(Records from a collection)
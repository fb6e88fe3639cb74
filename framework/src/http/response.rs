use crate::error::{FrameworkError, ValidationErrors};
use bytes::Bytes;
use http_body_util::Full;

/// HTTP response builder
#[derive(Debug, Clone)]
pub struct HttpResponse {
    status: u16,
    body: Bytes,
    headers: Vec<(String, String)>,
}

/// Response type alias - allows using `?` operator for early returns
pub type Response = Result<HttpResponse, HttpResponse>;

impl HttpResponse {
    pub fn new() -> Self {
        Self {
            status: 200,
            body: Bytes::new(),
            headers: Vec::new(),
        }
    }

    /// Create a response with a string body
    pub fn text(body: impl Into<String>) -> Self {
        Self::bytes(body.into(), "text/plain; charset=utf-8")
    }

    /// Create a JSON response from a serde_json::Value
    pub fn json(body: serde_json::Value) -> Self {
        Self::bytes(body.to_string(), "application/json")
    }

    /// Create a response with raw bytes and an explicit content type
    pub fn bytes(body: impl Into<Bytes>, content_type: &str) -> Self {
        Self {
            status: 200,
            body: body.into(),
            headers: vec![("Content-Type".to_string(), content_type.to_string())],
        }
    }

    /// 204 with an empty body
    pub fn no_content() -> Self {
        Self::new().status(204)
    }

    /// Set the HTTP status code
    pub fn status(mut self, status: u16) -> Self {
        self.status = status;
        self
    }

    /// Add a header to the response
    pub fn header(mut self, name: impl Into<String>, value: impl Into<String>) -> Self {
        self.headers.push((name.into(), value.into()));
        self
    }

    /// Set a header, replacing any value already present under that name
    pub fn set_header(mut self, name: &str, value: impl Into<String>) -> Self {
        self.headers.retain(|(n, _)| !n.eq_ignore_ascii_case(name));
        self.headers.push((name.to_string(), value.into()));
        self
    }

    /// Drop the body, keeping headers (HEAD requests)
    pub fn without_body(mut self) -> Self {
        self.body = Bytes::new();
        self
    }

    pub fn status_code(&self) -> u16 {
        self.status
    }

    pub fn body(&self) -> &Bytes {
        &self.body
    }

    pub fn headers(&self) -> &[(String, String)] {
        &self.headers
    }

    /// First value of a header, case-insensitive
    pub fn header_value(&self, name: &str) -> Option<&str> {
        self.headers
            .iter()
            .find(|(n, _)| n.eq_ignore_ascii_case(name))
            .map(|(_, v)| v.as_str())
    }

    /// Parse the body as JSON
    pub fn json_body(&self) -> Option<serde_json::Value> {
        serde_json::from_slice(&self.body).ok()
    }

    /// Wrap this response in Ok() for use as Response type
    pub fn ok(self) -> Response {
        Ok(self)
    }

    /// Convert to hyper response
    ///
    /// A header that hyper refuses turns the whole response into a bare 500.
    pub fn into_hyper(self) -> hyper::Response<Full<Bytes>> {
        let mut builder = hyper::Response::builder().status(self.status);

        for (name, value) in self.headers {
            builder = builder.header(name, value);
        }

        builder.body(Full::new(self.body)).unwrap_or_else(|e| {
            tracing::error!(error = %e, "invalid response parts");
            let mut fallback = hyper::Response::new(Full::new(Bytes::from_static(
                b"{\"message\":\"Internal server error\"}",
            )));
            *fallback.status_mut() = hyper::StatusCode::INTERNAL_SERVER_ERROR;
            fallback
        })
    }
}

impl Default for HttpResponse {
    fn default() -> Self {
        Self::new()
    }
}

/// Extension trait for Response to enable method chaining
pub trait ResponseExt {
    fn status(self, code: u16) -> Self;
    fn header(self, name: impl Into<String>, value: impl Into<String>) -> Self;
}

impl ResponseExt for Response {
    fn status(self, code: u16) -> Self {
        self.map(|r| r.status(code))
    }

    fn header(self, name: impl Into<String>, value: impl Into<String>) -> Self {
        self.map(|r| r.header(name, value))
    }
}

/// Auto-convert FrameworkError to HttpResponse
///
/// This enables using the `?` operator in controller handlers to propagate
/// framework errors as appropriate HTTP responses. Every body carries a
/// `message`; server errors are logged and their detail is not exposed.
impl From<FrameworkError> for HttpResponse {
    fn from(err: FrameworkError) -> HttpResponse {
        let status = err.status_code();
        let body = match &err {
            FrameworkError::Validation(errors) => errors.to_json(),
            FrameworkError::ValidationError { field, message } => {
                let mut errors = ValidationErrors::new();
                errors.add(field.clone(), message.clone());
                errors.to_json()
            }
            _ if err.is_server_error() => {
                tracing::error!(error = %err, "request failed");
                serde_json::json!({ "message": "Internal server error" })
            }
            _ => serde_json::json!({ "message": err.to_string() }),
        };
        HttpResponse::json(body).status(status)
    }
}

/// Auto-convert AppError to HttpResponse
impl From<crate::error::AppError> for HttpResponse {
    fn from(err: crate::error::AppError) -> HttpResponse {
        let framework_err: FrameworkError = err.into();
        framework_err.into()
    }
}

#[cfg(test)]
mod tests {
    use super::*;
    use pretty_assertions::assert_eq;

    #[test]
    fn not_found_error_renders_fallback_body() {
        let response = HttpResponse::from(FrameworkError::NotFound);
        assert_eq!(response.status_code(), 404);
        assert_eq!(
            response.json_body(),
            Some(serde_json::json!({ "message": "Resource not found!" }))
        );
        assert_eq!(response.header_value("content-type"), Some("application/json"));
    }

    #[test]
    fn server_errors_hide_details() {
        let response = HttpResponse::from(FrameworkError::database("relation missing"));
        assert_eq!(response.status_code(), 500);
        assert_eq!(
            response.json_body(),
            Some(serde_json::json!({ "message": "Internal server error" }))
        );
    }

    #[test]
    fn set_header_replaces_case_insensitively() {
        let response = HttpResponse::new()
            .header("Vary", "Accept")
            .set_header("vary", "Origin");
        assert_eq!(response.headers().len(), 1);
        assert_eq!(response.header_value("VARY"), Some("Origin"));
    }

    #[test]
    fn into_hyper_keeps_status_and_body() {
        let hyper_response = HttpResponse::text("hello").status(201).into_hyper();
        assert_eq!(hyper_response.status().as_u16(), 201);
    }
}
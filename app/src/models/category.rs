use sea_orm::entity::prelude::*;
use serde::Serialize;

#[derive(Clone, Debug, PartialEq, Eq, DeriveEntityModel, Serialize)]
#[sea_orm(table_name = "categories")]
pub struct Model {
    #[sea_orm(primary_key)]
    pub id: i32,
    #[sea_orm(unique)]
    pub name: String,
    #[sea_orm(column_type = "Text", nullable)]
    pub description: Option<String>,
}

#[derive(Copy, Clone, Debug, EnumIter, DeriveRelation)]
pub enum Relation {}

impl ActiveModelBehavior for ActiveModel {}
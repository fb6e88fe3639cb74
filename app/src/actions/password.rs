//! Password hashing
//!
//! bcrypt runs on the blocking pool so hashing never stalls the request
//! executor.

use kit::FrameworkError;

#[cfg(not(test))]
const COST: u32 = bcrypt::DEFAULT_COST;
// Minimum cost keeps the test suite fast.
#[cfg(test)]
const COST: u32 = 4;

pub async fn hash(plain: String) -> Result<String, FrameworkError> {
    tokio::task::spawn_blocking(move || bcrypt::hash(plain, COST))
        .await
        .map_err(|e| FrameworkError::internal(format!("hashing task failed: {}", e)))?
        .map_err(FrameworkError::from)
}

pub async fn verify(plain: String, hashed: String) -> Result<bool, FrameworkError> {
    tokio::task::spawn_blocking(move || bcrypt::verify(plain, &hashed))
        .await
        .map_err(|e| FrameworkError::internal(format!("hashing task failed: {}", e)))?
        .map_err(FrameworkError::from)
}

__WHAT IS REQUIRED__. Print, without alteration, only the lines above between the one holding "use bytes::Bytes;" and the one holding "under that name", inclusive.

__RESPONSE__.
use bytes::Bytes;
use http_body_util::Full;

/// HTTP response builder
#[derive(Debug, Clone)]
pub struct HttpResponse {
    status: u16,
    body: Bytes,
    headers: Vec<(String, String)>,
}

/// Response type alias - allows using `?` operator for early returns
pub type Response = Result<HttpResponse, HttpResponse>;

impl HttpResponse {
    pub fn new() -> Self {
        Self {
            status: 200,
            body: Bytes::new(),
            headers: Vec::new(),
        }
    }

    /// Create a response with a string body
    pub fn text(body: impl Into<String>) -> Self {
        Self::bytes(body.into(), "text/plain; charset=utf-8")
    }

    /// Create a JSON response from a serde_json::Value
    pub fn json(body: serde_json::Value) -> Self {
        Self::bytes(body.to_string(), "application/json")
    }

    /// Create a response with raw bytes and an explicit content type
    pub fn bytes(body: impl Into<Bytes>, content_type: &str) -> Self {
        Self {
            status: 200,
            body: body.into(),
            headers: vec![("Content-Type".to_string(), content_type.to_string())],
        }
    }

    /// 204 with an empty body
    pub fn no_content() -> Self {
        Self::new().status(204)
    }

    /// Set the HTTP status code
    pub fn status(mut self, status: u16) -> Self {
        self.status = status;
        self
    }

    /// Add a header to the response
    pub fn header(mut self, name: impl Into<String>, value: impl Into<String>) -> Self {
        self.headers.push((name.into(), value.into()));
        self
    }

    /// Set a header, replacing any value already present under that name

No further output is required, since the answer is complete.